By Sophia Pearson and Phil Milford
March 28 (Bloomberg) -- Liberty Media Corp.'s billionaire Chairman John Malone can't oust IAC/InterActiveCorp Chairman Barry Diller and six directors, a judge ruled, thwarting Malone's effort to gain control of the Internet company.
Liberty had argued Diller should be removed because his proposal to split IAC into five parts violated a proxy agreement giving him control of Liberty's majority voting power in IAC. In a ruling issued today in Wilmington, Delaware Chancery Court Judge Stephen Lamb found the plan didn't violate the accord.
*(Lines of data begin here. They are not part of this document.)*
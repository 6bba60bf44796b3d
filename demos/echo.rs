// Copyright 2022 Ryan Seipp
//
// Licensed under the Apache License, Version 2.0 (the "License");
// you may not use this file except in compliance with the License.
// You may obtain a copy of the License at
//
//     http://www.apache.org/licenses/LICENSE-2.0
//
// Unless required by applicable law or agreed to in writing, software
// distributed under the License is distributed on an "AS IS" BASIS,
// WITHOUT WARRANTIES OR CONDITIONS OF ANY KIND, either express or implied.
// See the License for the specific language governing permissions and
// limitations under the License.

//! Echo server: every frame is written straight back to its sender.
//!
//! Try it with a 16-byte header whose first four bytes are the big-endian
//! total length, e.g. `printf '\x00\x00\x00\x14...' | nc 127.0.0.1 13265`.

use std::net::Ipv4Addr;
use std::sync::Arc;

use relay::{ConnHandle, Frame, FrameHandler, ServerConfig, TcpServer};

struct Echo;

impl FrameHandler for Echo {
    type Session = u64;

    fn on_frame(&self, frame: Frame, conn: &ConnHandle<u64>, session: Option<u64>) -> Option<u64> {
        println!(
            "{} byte frame from {}:{}",
            frame.len(),
            conn.peer_ip(),
            conn.peer_port()
        );
        conn.send(frame.payload()).ok()?;
        Some(session.map_or(1, |frames| frames + 1))
    }

    fn on_disconnect(&self, frames: u64) {
        println!("connection closed after {frames} frames");
    }
}

fn main() -> std::io::Result<()> {
    env_logger::init();

    let config = ServerConfig {
        bind_ip: Ipv4Addr::LOCALHOST,
        port: 13265,
        label: "echo".into(),
        workers: 4,
    };
    let server = TcpServer::start(config, Arc::new(Echo))?;
    println!("echo server listening on {}", server.local_addr());

    loop {
        std::thread::park();
    }
}
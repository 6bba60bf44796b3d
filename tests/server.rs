// Copyright 2022 Ryan Seipp
//
// Licensed under the Apache License, Version 2.0 (the "License");
// you may not use this file except in compliance with the License.
// You may obtain a copy of the License at
//
//     http://www.apache.org/licenses/LICENSE-2.0
//
// Unless required by applicable law or agreed to in writing, software
// distributed under the License is distributed on an "AS IS" BASIS,
// WITHOUT WARRANTIES OR CONDITIONS OF ANY KIND, either express or implied.
// See the License for the specific language governing permissions and
// limitations under the License.

//! End-to-end tests driving a running server with plain blocking sockets
//! as synthetic peers.

use std::io::{ErrorKind, Read, Write};
use std::net::{Ipv4Addr, TcpStream};
use std::sync::atomic::{AtomicU64, Ordering};
use std::sync::{Arc, Mutex};
use std::time::{Duration, Instant};

use crossbeam_channel::{unbounded, Receiver, Sender};

use relay::{ConnHandle, ConnKind, Frame, FrameHandler, ServerConfig, TcpServer, HEADER_LEN};

/// What the handler observed, in arrival order.
#[derive(Debug)]
enum Cb {
    Frame {
        body: Vec<u8>,
        payload_len: usize,
        session: Option<u64>,
    },
    Closed {
        session: u64,
    },
}

#[derive(Clone, Copy)]
enum Mode {
    Accept,
    RejectFirst,
    RejectSecond,
}

/// Test handler: reports every callback on a channel and assigns each
/// connection a distinct session id starting at 1.
struct Recorder {
    tx: Sender<Cb>,
    handles: Mutex<Vec<ConnHandle<u64>>>,
    mode: Mode,
    next_session: AtomicU64,
}

impl FrameHandler for Recorder {
    type Session = u64;

    fn on_frame(
        &self,
        frame: Frame,
        conn: &ConnHandle<u64>,
        session: Option<u64>,
    ) -> Option<u64> {
        if session.is_none() {
            self.handles.lock().unwrap().push(conn.clone());
        }
        let _ = self.tx.send(Cb::Frame {
            body: frame.body().to_vec(),
            payload_len: frame.payload().len(),
            session,
        });

        match self.mode {
            Mode::RejectFirst => None,
            Mode::RejectSecond if session.is_some() => None,
            _ => Some(
                session.unwrap_or_else(|| self.next_session.fetch_add(1, Ordering::SeqCst) + 1),
            ),
        }
    }

    fn on_disconnect(&self, session: u64) {
        let _ = self.tx.send(Cb::Closed { session });
    }
}

fn init_logging() {
    let _ = env_logger::builder().is_test(true).try_init();
}

fn start_server(workers: usize, mode: Mode) -> (TcpServer<Recorder>, Receiver<Cb>, Arc<Recorder>) {
    init_logging();
    let (tx, rx) = unbounded();
    let handler = Arc::new(Recorder {
        tx,
        handles: Mutex::new(Vec::new()),
        mode,
        next_session: AtomicU64::new(0),
    });
    let config = ServerConfig {
        bind_ip: Ipv4Addr::LOCALHOST,
        port: 0,
        label: "test".into(),
        workers,
    };
    let server = TcpServer::start(config, Arc::clone(&handler)).expect("server should start");
    (server, rx, handler)
}

fn wire_frame(body: &[u8]) -> Vec<u8> {
    let total = HEADER_LEN + body.len();
    let mut buf = vec![0u8; total];
    buf[..4].copy_from_slice(&(total as u32).to_be_bytes());
    buf[HEADER_LEN..].copy_from_slice(body);
    buf
}

fn recv(rx: &Receiver<Cb>) -> Cb {
    rx.recv_timeout(Duration::from_secs(5))
        .expect("handler callback should arrive")
}

fn assert_silent(rx: &Receiver<Cb>) {
    if let Ok(cb) = rx.recv_timeout(Duration::from_millis(300)) {
        panic!("expected no callback, got {cb:?}");
    }
}

fn await_connections(server: &TcpServer<Recorder>, expected: usize) {
    let deadline = Instant::now() + Duration::from_secs(5);
    loop {
        if server.connections() == expected {
            return;
        }
        if Instant::now() > deadline {
            panic!(
                "expected {expected} connections, still have {}",
                server.connections()
            );
        }
        std::thread::sleep(Duration::from_millis(5));
    }
}

fn expect_eof(client: &mut TcpStream) {
    client
        .set_read_timeout(Some(Duration::from_secs(5)))
        .unwrap();
    let mut buf = [0u8; 1];
    assert_eq!(0, client.read(&mut buf).expect("peer should see a close"));
}

#[test]
fn delivers_single_frame_and_terminal_close() {
    let (server, rx, _) = start_server(1, Mode::Accept);

    let mut client = TcpStream::connect(server.local_addr()).unwrap();
    client.write_all(&wire_frame(b"ping")).unwrap();

    match recv(&rx) {
        Cb::Frame {
            body,
            payload_len,
            session,
        } => {
            assert_eq!(b"ping".to_vec(), body);
            assert_eq!(HEADER_LEN + 4, payload_len);
            assert_eq!(None, session);
        }
        other => panic!("expected a frame callback, got {other:?}"),
    }

    drop(client);
    match recv(&rx) {
        Cb::Closed { session } => assert_eq!(1, session),
        other => panic!("expected the terminal callback, got {other:?}"),
    }
    await_connections(&server, 0);
    server.stop();
}

#[test]
fn delivers_frames_in_wire_order_with_session() {
    let (server, rx, _) = start_server(1, Mode::Accept);

    let mut client = TcpStream::connect(server.local_addr()).unwrap();
    let mut bytes = wire_frame(b"A");
    bytes.extend_from_slice(&wire_frame(b"BB"));
    client.write_all(&bytes).unwrap();

    match recv(&rx) {
        Cb::Frame { body, session, .. } => {
            assert_eq!(b"A".to_vec(), body);
            assert_eq!(None, session);
        }
        other => panic!("expected the first frame, got {other:?}"),
    }
    match recv(&rx) {
        Cb::Frame { body, session, .. } => {
            assert_eq!(b"BB".to_vec(), body);
            assert_eq!(Some(1), session);
        }
        other => panic!("expected the second frame, got {other:?}"),
    }

    drop(client);
    match recv(&rx) {
        Cb::Closed { session } => assert_eq!(1, session),
        other => panic!("expected the terminal callback, got {other:?}"),
    }
    server.stop();
}

#[test]
fn short_header_never_reaches_handler() {
    let (server, rx, _) = start_server(1, Mode::Accept);

    let mut client = TcpStream::connect(server.local_addr()).unwrap();
    await_connections(&server, 1);
    client.write_all(&vec![0u8; HEADER_LEN / 2]).unwrap();
    drop(client);

    await_connections(&server, 0);
    assert_silent(&rx);
    server.stop();
}

#[test]
fn truncated_body_never_reaches_handler() {
    let (server, rx, _) = start_server(1, Mode::Accept);

    let mut client = TcpStream::connect(server.local_addr()).unwrap();
    await_connections(&server, 1);

    // header promises 100 body bytes, only 10 arrive
    let mut bytes = vec![0u8; HEADER_LEN + 10];
    bytes[..4].copy_from_slice(&((HEADER_LEN + 100) as u32).to_be_bytes());
    client.write_all(&bytes).unwrap();
    drop(client);

    await_connections(&server, 0);
    assert_silent(&rx);
    server.stop();
}

#[test]
fn rejected_first_frame_closes_without_terminal() {
    let (server, rx, _) = start_server(1, Mode::RejectFirst);

    let mut client = TcpStream::connect(server.local_addr()).unwrap();
    client.write_all(&wire_frame(b"denied")).unwrap();

    match recv(&rx) {
        Cb::Frame { session, .. } => assert_eq!(None, session),
        other => panic!("expected the frame callback, got {other:?}"),
    }

    await_connections(&server, 0);
    assert_silent(&rx);
    expect_eof(&mut client);
    server.stop();
}

#[test]
fn rejected_later_frame_consumes_the_session() {
    let (server, rx, _) = start_server(1, Mode::RejectSecond);

    let mut client = TcpStream::connect(server.local_addr()).unwrap();
    client.write_all(&wire_frame(b"first")).unwrap();
    client.write_all(&wire_frame(b"second")).unwrap();

    match recv(&rx) {
        Cb::Frame { session, .. } => assert_eq!(None, session),
        other => panic!("expected the first frame, got {other:?}"),
    }
    match recv(&rx) {
        Cb::Frame { session, .. } => assert_eq!(Some(1), session),
        other => panic!("expected the second frame, got {other:?}"),
    }

    // the handler took the session and returned None, so nothing is left
    // for a terminal callback to deliver
    await_connections(&server, 0);
    assert_silent(&rx);
    expect_eof(&mut client);
    server.stop();
}

#[test]
fn distributes_connections_round_robin() {
    let (server, _rx, _) = start_server(3, Mode::Accept);

    let clients: Vec<TcpStream> = (0..6)
        .map(|_| TcpStream::connect(server.local_addr()).unwrap())
        .collect();
    await_connections(&server, 6);

    assert_eq!(vec![2, 2, 2], server.worker_loads());

    drop(clients);
    server.stop();
}

#[test]
fn stop_tears_down_every_connection() {
    let (server, rx, _) = start_server(2, Mode::Accept);

    let mut clients: Vec<TcpStream> = (0..4)
        .map(|_| TcpStream::connect(server.local_addr()).unwrap())
        .collect();
    for client in &mut clients {
        client.write_all(&wire_frame(b"hello")).unwrap();
    }
    for _ in 0..4 {
        match recv(&rx) {
            Cb::Frame { .. } => {}
            other => panic!("expected a frame callback, got {other:?}"),
        }
    }

    server.stop();

    // every established session is surrendered before stop returns
    let mut sessions: Vec<u64> = (0..4)
        .map(|_| match rx.try_recv().expect("terminal callback missing") {
            Cb::Closed { session } => session,
            other => panic!("expected a terminal callback, got {other:?}"),
        })
        .collect();
    sessions.sort_unstable();
    assert_eq!(vec![1, 2, 3, 4], sessions);

    for client in &mut clients {
        expect_eof(client);
    }
}

#[test]
fn close_handle_is_idempotent() {
    let (server, rx, handler) = start_server(1, Mode::Accept);

    let mut client = TcpStream::connect(server.local_addr()).unwrap();
    client.write_all(&wire_frame(b"hi")).unwrap();
    match recv(&rx) {
        Cb::Frame { .. } => {}
        other => panic!("expected the frame callback, got {other:?}"),
    }

    let handle = handler.handles.lock().unwrap()[0].clone();
    assert_eq!(ConnKind::Tcp, handle.kind());
    handle.close();
    handle.close();

    match recv(&rx) {
        Cb::Closed { session } => assert_eq!(1, session),
        other => panic!("expected the terminal callback, got {other:?}"),
    }
    assert_silent(&rx);
    await_connections(&server, 0);
    expect_eof(&mut client);
    server.stop();
}

#[test]
fn send_works_until_the_connection_is_torn_down() {
    let (server, rx, handler) = start_server(1, Mode::Accept);

    let mut client = TcpStream::connect(server.local_addr()).unwrap();
    client.write_all(&wire_frame(b"hi")).unwrap();
    match recv(&rx) {
        Cb::Frame { .. } => {}
        other => panic!("expected the frame callback, got {other:?}"),
    }

    let handle = handler.handles.lock().unwrap()[0].clone();
    assert_eq!(5, handle.send(b"hello").unwrap());
    let mut buf = [0u8; 5];
    client.read_exact(&mut buf).unwrap();
    assert_eq!(b"hello", &buf);

    handle.close();
    match recv(&rx) {
        Cb::Closed { session } => assert_eq!(1, session),
        other => panic!("expected the terminal callback, got {other:?}"),
    }
    await_connections(&server, 0);
    assert_eq!(
        ErrorKind::NotConnected,
        handle.send(b"late").unwrap_err().kind()
    );
    server.stop();
}

#[test]
fn start_rejects_zero_workers() {
    init_logging();
    let (tx, _rx) = unbounded();
    let handler = Arc::new(Recorder {
        tx,
        handles: Mutex::new(Vec::new()),
        mode: Mode::Accept,
        next_session: AtomicU64::new(0),
    });
    let config = ServerConfig {
        bind_ip: Ipv4Addr::LOCALHOST,
        port: 0,
        label: "test".into(),
        workers: 0,
    };
    let err = TcpServer::start(config, handler).unwrap_err();
    assert_eq!(ErrorKind::InvalidInput, err.kind());
}

#[test]
fn start_surfaces_bind_failures() {
    init_logging();
    let (tx, _rx) = unbounded();
    let handler = Arc::new(Recorder {
        tx,
        handles: Mutex::new(Vec::new()),
        mode: Mode::Accept,
        next_session: AtomicU64::new(0),
    });
    // TEST-NET-1 is never assigned to a local interface
    let config = ServerConfig {
        bind_ip: Ipv4Addr::new(192, 0, 2, 1),
        port: 0,
        label: "test".into(),
        workers: 1,
    };
    assert!(TcpServer::start(config, handler).is_err());
}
Lamb's decision came after a contentious five-day trial to settle a dispute over the control of IAC. Diller, 66, is dueling with Malone, 67, over the spinoff plan, which would halve Liberty's voting power in four new companies. Lamb's ruling paves the way for Diller to move ahead with the proposal, which requires the approval of IAC's board.
``This alleviates a paralyzing uncertainty,'' said Standard & Poor's Scott Kessler, who recommends IAC shares but doesn't own them. ``It lets people look at the true value of the company and lets them be more optimistic.''
Liberty, based in Englewood, Colorado, could still block the spinoff plan if Lamb decides Diller and the IAC directors violated their fiduciary duties to shareholders by pursuing the idea, a matter he will rule on later. He said the matter was not yet legally ripe because there had been no board action.
The consolidated case is: In re IAC/InterActiveCorp, CA3486, Delaware Chancery Court (Wilmington).